WORKING DATA:
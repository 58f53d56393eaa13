//! Merging of similar terms, and conversion between sums and lists of terms.

use crate::{order::sort_terms_by_exponent, predicates::are_similar_terms, term::Term};

/// Adds or subtracts two similar terms (see [`are_similar_terms`]).
///
/// Two constants are folded into one. Otherwise, the coefficients of both terms (`1` if a term has
/// none) are added or subtracted, and the result is applied to the remaining factor of `a`:
///
/// - `x + x = 2 * x`
/// - `x - x = 0`
/// - `3 * x + x = 4 * x`
/// - `2 * sin(x) - 3 * sin(x) = -1 * sin(x)`
pub fn combine_similar_terms(a: &Term, b: &Term, is_addition: bool) -> Term {
    let op = |lhs: f64, rhs: f64| if is_addition { lhs + rhs } else { lhs - rhs };

    if let (Term::Constant(lhs), Term::Constant(rhs)) = (a, b) {
        return Term::Constant(op(*lhs, *rhs));
    }

    let (a_coeff, rest) = a.coefficient();
    let (b_coeff, _) = b.coefficient();
    Term::with_coefficient(op(a_coeff.unwrap_or(1.0), b_coeff.unwrap_or(1.0)), rest.clone())
}

/// Unrolls a tree of sums and differences into the list of terms that are added together. The
/// right-hand side of each difference is negated.
///
/// `x - (y + 2) + z` -> `[x, -1 * y, -2, z]`
pub fn flatten_expression(term: &Term) -> Vec<Term> {
    fn flatten_into(term: &Term, negate: bool, terms: &mut Vec<Term>) {
        match term {
            Term::Sum(lhs, rhs) => {
                flatten_into(lhs, negate, terms);
                flatten_into(rhs, negate, terms);
            },
            Term::Difference(lhs, rhs) => {
                flatten_into(lhs, negate, terms);
                flatten_into(rhs, !negate, terms);
            },
            term if negate => terms.push(-term.clone()),
            term => terms.push(term.clone()),
        }
    }

    let mut terms = Vec::new();
    flatten_into(term, false, &mut terms);
    terms
}

/// Combines the similar terms of a list of terms that are added together.
///
/// All constants are summed into a single constant, which is placed last if it is non-zero. Each
/// remaining term absorbs every later term similar to it; terms that cancel out are dropped. The
/// result is sorted by descending degree.
pub fn simplify_terms_sum(terms: Vec<Term>) -> Vec<Term> {
    let mut constant_total = 0.0;
    let mut others = Vec::with_capacity(terms.len());
    for term in terms {
        match term {
            Term::Constant(value) => constant_total += value,
            term => others.push(term),
        }
    }

    let mut used = vec![false; others.len()];
    let mut combined = Vec::with_capacity(others.len() + 1);
    for i in 0..others.len() {
        if used[i] {
            continue;
        }

        // `None` after the accumulated terms cancel out; later similar terms start over
        let mut current = Some(others[i].clone());
        for j in i + 1..others.len() {
            if used[j] || !are_similar_terms(&others[i], &others[j]) {
                continue;
            }

            used[j] = true;
            current = match current {
                Some(acc) => Some(combine_similar_terms(&acc, &others[j], true)),
                None => Some(others[j].clone()),
            }
            .filter(|term| !term.is_value(0.0));
        }

        combined.extend(current);
    }

    if constant_total != 0.0 {
        combined.push(Term::Constant(constant_total));
    }

    sort_terms_by_exponent(&mut combined);
    combined
}

/// Rebuilds a list of terms into a left-associated chain of sums. An empty list produces `0`.
pub fn build_sum(terms: Vec<Term>) -> Term {
    let mut terms = terms.into_iter();
    let Some(first) = terms.next() else {
        return Term::Constant(0.0);
    };
    terms.fold(first, Term::sum)
}

#[cfg(test)]
mod tests {
    use pretty_assertions::assert_eq;
    use super::*;
    use crate::term::Func;

    fn x() -> Term {
        Term::var("x")
    }

    #[test]
    fn combine_variables() {
        assert_eq!(combine_similar_terms(&x(), &x(), true), Term::product(Term::Constant(2.0), x()));
        assert_eq!(combine_similar_terms(&x(), &x(), false), Term::Constant(0.0));
        assert_eq!(combine_similar_terms(&Term::Constant(2.0), &Term::Constant(3.5), true), Term::Constant(5.5));
    }

    #[test]
    fn combine_coefficients() {
        let three_x = Term::product(Term::Constant(3.0), x());
        assert_eq!(combine_similar_terms(&three_x, &x(), true), Term::product(Term::Constant(4.0), x()));
        assert_eq!(combine_similar_terms(&three_x, &x(), false), Term::product(Term::Constant(2.0), x()));

        let two_x = Term::product(Term::Constant(2.0), x());
        assert_eq!(combine_similar_terms(&two_x, &x(), false), x());

        let sin = Term::call(Func::Sin, x());
        assert_eq!(combine_similar_terms(&sin, &sin, true), Term::product(Term::Constant(2.0), sin));
    }

    #[test]
    fn flatten() {
        let term = Term::sum(
            Term::difference(x(), Term::sum(Term::var("y"), Term::Constant(2.0))),
            Term::var("z"),
        );
        assert_eq!(flatten_expression(&term), vec![
            x(),
            Term::product(Term::Constant(-1.0), Term::var("y")),
            Term::Constant(-2.0),
            Term::var("z"),
        ]);
    }

    #[test]
    fn sum_of_terms() {
        let terms = vec![
            Term::Constant(1.0),
            Term::product(Term::Constant(3.0), x()),
            Term::power(x(), 2.0),
            Term::product(Term::Constant(-5.0), x()),
            Term::Constant(1.0),
        ];
        assert_eq!(simplify_terms_sum(terms), vec![
            Term::power(x(), 2.0),
            Term::product(Term::Constant(-2.0), x()),
            Term::Constant(2.0),
        ]);
    }

    #[test]
    fn cancelled_terms_are_dropped() {
        let terms = vec![
            x(),
            Term::Constant(3.0),
            Term::product(Term::Constant(-1.0), x()),
            Term::Constant(-3.0),
        ];
        assert_eq!(simplify_terms_sum(terms), Vec::<Term>::new());
        assert_eq!(build_sum(vec![]), Term::Constant(0.0));
    }

    #[test]
    fn left_associated() {
        assert_eq!(
            build_sum(vec![x(), Term::var("y"), Term::var("z")]),
            Term::sum(Term::sum(x(), Term::var("y")), Term::var("z")),
        );
    }
}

TASK DIRECTIONS:
Write out the lines of the entries, word for word, from the first through the one containing "sin(x) = -1", and stop at that line.

EXERCISE ANSWER:
repository 58f53d56393eaa13
//! Merging of similar terms, and conversion between sums and lists of terms.

use crate::{order::sort_terms_by_exponent, predicates::are_similar_terms, term::Term};

/// Adds or subtracts two similar terms (see [`are_similar_terms`]).
///
/// Two constants are folded into one. Otherwise, the coefficients of both terms (`1` if a term has
/// none) are added or subtracted, and the result is applied to the remaining factor of `a`:
///
/// - `x + x = 2 * x`
/// - `x - x = 0`
/// - `3 * x + x = 4 * x`
/// - `2 * sin(x) - 3 * sin(x) = -1 * sin(x)`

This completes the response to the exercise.